The ICE-man: Scholary HTML not PDF

I’m picking up on Peter Sefton’s monster post and one of his phrases suddenly hit me:

academia is one of the few places where PDF is considered acceptable as a means of communication

I thought about it and I realised it’s true. This awful mess we are in is of our own making. Or rather our own supine acceptance of the PDF served up by scholarly publishers. So why does academia use PDF?

  • Because the publishers like it

  • Because it looks like a good way to preserve things

And I can’t think of any other reason. It’s awful to index, to add behaviour to, as a means of developing interoperability (which is trumpeted for repositories but hasn’t happened). It is directly against the spirit of the web. HTML has been one of the great successes of the webb (HTTP was another as were URIs).

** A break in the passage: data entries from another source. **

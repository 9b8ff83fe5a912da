//! Turning search results into a bounded, crisis-first context string.

use carerag_core::types::SearchResult;

pub const CONTEXT_SEPARATOR: &str = "\n\n---\n\n";

/// Room kept free after the header when a block has to be cut short.
pub const TRUNCATION_RESERVE: usize = 10;
/// A truncated block is only worth adding with more text than this.
pub const MIN_FRAGMENT_CHARS: usize = 100;
pub const ELLIPSIS: &str = "...";

/// Query words that pull every result into the crisis partition.
pub const CRISIS_QUERY_KEYWORDS: [&str; 5] = ["suicide", "crisis", "emergency", "harm", "danger"];

/// Query words that select the crisis text when nothing was retrieved.
pub const FALLBACK_CRISIS_KEYWORDS: [&str; 7] =
    ["suicide", "crisis", "emergency", "harm", "danger", "die", "kill"];

pub const CRISIS_DEFAULT_CONTEXT: &str = "\
[Crisis Resource] If you are in immediate danger or having thoughts of self-harm:
- Call 988 (National Suicide Prevention Lifeline) - available 24/7, free and confidential
- Text HOME to 741741 (Crisis Text Line)
- Call 911 or go to your nearest emergency room
- Contact campus security immediately

You are not alone, and help is available. These feelings can be temporary, and professional help can make a difference.";

pub const GENERAL_DEFAULT_CONTEXT: &str = "\
[General Resource] Christ University provides comprehensive mental health support services.
All counseling services are free and confidential for students.
Contact your assigned counselor or visit the counseling office for support.
Remember: Seeking help is a sign of strength, not weakness.";

fn mentions_any(query: &str, keywords: &[&str]) -> bool {
    let lowered = query.to_lowercase();
    keywords.iter().any(|k| lowered.contains(k))
}

pub fn is_crisis_query(query: &str) -> bool {
    mentions_any(query, &CRISIS_QUERY_KEYWORDS)
}

/// Fixed fallback text chosen from the query alone.
pub fn default_context(query: &str) -> &'static str {
    if mentions_any(query, &FALLBACK_CRISIS_KEYWORDS) {
        CRISIS_DEFAULT_CONTEXT
    } else {
        GENERAL_DEFAULT_CONTEXT
    }
}

/// Crisis results first, each partition keeping its incoming order.
/// A crisis query makes every result a crisis result.
pub fn prioritize(query: &str, results: Vec<SearchResult>) -> Vec<SearchResult> {
    if is_crisis_query(query) {
        return results;
    }
    let (mut crisis, other): (Vec<_>, Vec<_>) =
        results.into_iter().partition(|r| r.metadata.is_high_priority());
    crisis.extend(other);
    crisis
}

/// Uppercase the first letter of every alphabetic run, lowercase the rest.
pub fn title_case(s: &str) -> String {
    let mut out = String::with_capacity(s.len());
    let mut prev_alpha = false;
    for c in s.chars() {
        if c.is_alphabetic() {
            if prev_alpha {
                out.extend(c.to_lowercase());
            } else {
                out.extend(c.to_uppercase());
            }
            prev_alpha = true;
        } else {
            out.push(c);
            prev_alpha = false;
        }
    }
    out
}

/// `[Type Label] (source)`; the label defaults to `Info`.
pub fn block_header(result: &SearchResult) -> String {
    let kind = result.metadata.kind.as_deref().unwrap_or("info");
    let mut header = format!("[{}]", title_case(&kind.replace('_', " ")));
    if let Some(source) = result.metadata.source.as_deref().filter(|s| !s.is_empty()) {
        header.push_str(&format!(" ({source})"));
    }
    header
}

fn char_len(s: &str) -> usize {
    s.chars().count()
}

/// Greedily pack `results` into at most `context_length` characters.
///
/// Blocks are joined with [`CONTEXT_SEPARATOR`], which counts against the
/// budget. The first block that does not fit is cut short when enough room
/// remains for a meaningful fragment; packing stops there either way.
pub fn pack_context(results: &[SearchResult], context_length: usize) -> String {
    let mut parts: Vec<String> = Vec::new();
    let mut used = 0usize;
    let sep_len = char_len(CONTEXT_SEPARATOR);

    for result in results {
        if used >= context_length {
            break;
        }
        let text = result.text.trim();
        let header = block_header(result);
        let block = format!("{header}\n{text}");
        let sep = if parts.is_empty() { 0 } else { sep_len };
        let cost = sep + char_len(&block);

        if used + cost <= context_length {
            parts.push(block);
            used += cost;
            continue;
        }

        let room = context_length
            .saturating_sub(used + sep + char_len(&header) + TRUNCATION_RESERVE);
        if room > MIN_FRAGMENT_CHARS {
            let fragment: String = text.chars().take(room).collect();
            parts.push(format!("{header}\n{fragment}{ELLIPSIS}"));
        }
        break;
    }

    parts.join(CONTEXT_SEPARATOR)
}
//! carerag-retriever
//!
//! Retrieval engine over the mental-health knowledge corpus: lazy corpus
//! loading, similarity search, crisis-first ordering and context packing.

pub mod context;
pub mod knowledge;
pub mod retriever;

pub use context::{default_context, pack_context, prioritize};
pub use knowledge::{static_documents, Counselor, CounselorEntry, KnowledgeSources};
pub use retriever::Retriever;
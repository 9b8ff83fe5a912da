use anyhow::{bail, Result};
use std::hash::{Hash, Hasher};
use twox_hash::XxHash64;

use carerag_core::traits::Embedder;

const STEM_CHARS: usize = 4;
const MIN_TOKEN_CHARS: usize = 3;

const STOP_WORDS: &[&str] = &[
    "about", "and", "are", "but", "can", "could", "did", "does", "for", "from", "had", "has",
    "have", "having", "her", "his", "how", "its", "may", "might", "must", "not", "our", "shall",
    "should", "than", "that", "the", "their", "them", "then", "there", "these", "they", "this",
    "very", "was", "what", "when", "where", "which", "who", "whom", "whose", "why", "will", "with",
    "would", "you", "your",
];

/// Deterministic offline embedder.
///
/// Lowercased alphanumeric tokens (stop words and very short tokens dropped)
/// are cut to a short stem, hashed into one of `dim` buckets and counted; the
/// result is L2-normalized. Inflections sharing a stem ("anxiety"/"anxious")
/// land in the same bucket, which is enough for development and tests without
/// a network provider. Text without any usable token embeds to the zero vector.
pub struct HashEmbedder {
    dim: usize,
    id: String,
}

impl HashEmbedder {
    pub fn new(dim: usize) -> Self {
        Self { dim, id: format!("hash:xxh64:d{dim}") }
    }

    fn bucket(&self, stem: &str) -> usize {
        let mut hasher = XxHash64::with_seed(0);
        stem.hash(&mut hasher);
        (hasher.finish() % self.dim as u64) as usize
    }
}

impl Embedder for HashEmbedder {
    fn embedder_id(&self) -> &str {
        &self.id
    }

    fn dim(&self) -> usize {
        self.dim
    }

    fn embed(&self, text: &str) -> Result<Vec<f32>> {
        if self.dim == 0 {
            bail!("hash embedder configured with zero dimension");
        }
        let mut v = vec![0f32; self.dim];
        for stem in stems(text) {
            v[self.bucket(&stem)] += 1.0;
        }
        l2_normalize(&mut v);
        Ok(v)
    }
}

fn stems(text: &str) -> impl Iterator<Item = String> + '_ {
    text.split(|c: char| !c.is_alphanumeric())
        .map(str::to_lowercase)
        .filter(|t| t.chars().count() >= MIN_TOKEN_CHARS && !STOP_WORDS.contains(&t.as_str()))
        .map(|t| t.chars().take(STEM_CHARS).collect())
}

/// Scale `v` to unit length in place; the zero vector is left untouched.
pub fn l2_normalize(v: &mut [f32]) {
    let norm = v.iter().map(|x| x * x).sum::<f32>().sqrt();
    if norm > 0.0 {
        for x in v.iter_mut() {
            *x /= norm;
        }
    }
}

#[cfg(test)]
mod tests {
    use super::*;

    fn dot(a: &[f32], b: &[f32]) -> f32 {
        a.iter().zip(b).map(|(x, y)| x * y).sum()
    }

    #[test]
    fn shapes_and_determinism() {
        let embedder = HashEmbedder::new(256);
        let v1 = embedder.embed("Coping strategies include deep breathing").unwrap();
        let v2 = embedder.embed("Coping strategies include deep breathing").unwrap();
        assert_eq!(v1.len(), 256);
        let norm: f32 = v1.iter().map(|x| x * x).sum::<f32>().sqrt();
        assert!((norm - 1.0).abs() <= 1e-3, "vector is L2-normalized (norm={norm})");
        assert_eq!(v1, v2);
    }

    #[test]
    fn shared_stems_are_closer_than_unrelated_text() {
        let embedder = HashEmbedder::new(1536);
        let query = embedder.embed("anxious").unwrap();
        let related = embedder.embed("Anxiety disorders").unwrap();
        let unrelated = embedder.embed("Campus security hours").unwrap();
        assert!(dot(&query, &related) > dot(&query, &unrelated));
    }

    #[test]
    fn stop_words_only_embed_to_zero() {
        let embedder = HashEmbedder::new(32);
        let v = embedder.embed("what are you about").unwrap();
        assert!(v.iter().all(|x| *x == 0.0));
    }

    #[test]
    fn zero_dimension_is_an_error() {
        assert!(HashEmbedder::new(0).embed("hello world").is_err());
    }

    #[test]
    fn l2_normalize_basic() {
        let mut v = [1.0f32, 2.0, 3.0, 4.0];
        l2_normalize(&mut v);
        let norm: f32 = (1.0f32 + 4.0 + 9.0 + 16.0).sqrt();
        let expected = [1.0 / norm, 2.0 / norm, 3.0 / norm, 4.0 / norm];
        for (a, b) in v.iter().copied().zip(expected) {
            assert!((a - b).abs() < 1e-5, "a={a} b={b}");
        }
    }
}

PDF announces: I don’t care about modern information. I can’t think for myself. The medium is the message.

Apart from advertising brochures another area where PDF flourishes is regulatory systems. Pharma companies like PDF because it’s much more difficult to search than XML (or HTML) and so harder to find those bits which they don’t want found. And regulatory likes it because the pages allow for easy certification .

Is that all academia is about? Helping the publishers certify their page count? And making it difficult to search their pages?

So here’s a fuller version of Peter’s section:

Scholarly HTML

Against this background I will confine myself to the dimensions I really care about, which is how to make word processors produce good quality HMTL, and document interoperability. Ive been over and over why this is important here, but heres a summary.

On the authoring side, offline word processors like Microsoft Word and OpenOffice.org Writer are probably still the best all round compromised for academic authoring in those disciplines which dont use some other format like LaTeX. For now. I expect this to change soon, we are starting to see document drafting in Google Docs (which lacks citation services and styles and easy embedding of diagrams so far) , and if Google Wave realises its promise then I think it could be an end-to-end scholarly communications platform.

PMR: Fully agreed. Word processors are complicated because documents are complicated (unless you default to bitmaps such as PDF. I have looked under the cover and PDF is truly awful)

On the delivery side, academia is one of the few places where PDF is considered acceptable as a means of communication whereas on a normal website it is regarded as an impediment to usability. We need to be getting scholarly works into HTML so we can do more with them; meshing them with data and visualisations and delivering them to mobile devises.

While we wait for Google Wave to take over the world, what Id like to see is a Word toolbar much like the ICE toolbar to support scholarly authoring but with better integration into Word than we have had the resources to make so far here in Toowoomba. It should let people create well structured documents which can be pushed to academic systems; journals, repositories and learning systems and not just in PDF, or Word format, in some kind of formally specified Scholarly HTML. I think that idea had some support at our meeting, but Lee Dirks in particular pointed out that it would need to be done with reference to a stakeholder group who can help define and own this Scholarly HTML thing. Id be interested in ideas on who these stakeholders might be;

Publishers obviously, where MS Research have great contacts.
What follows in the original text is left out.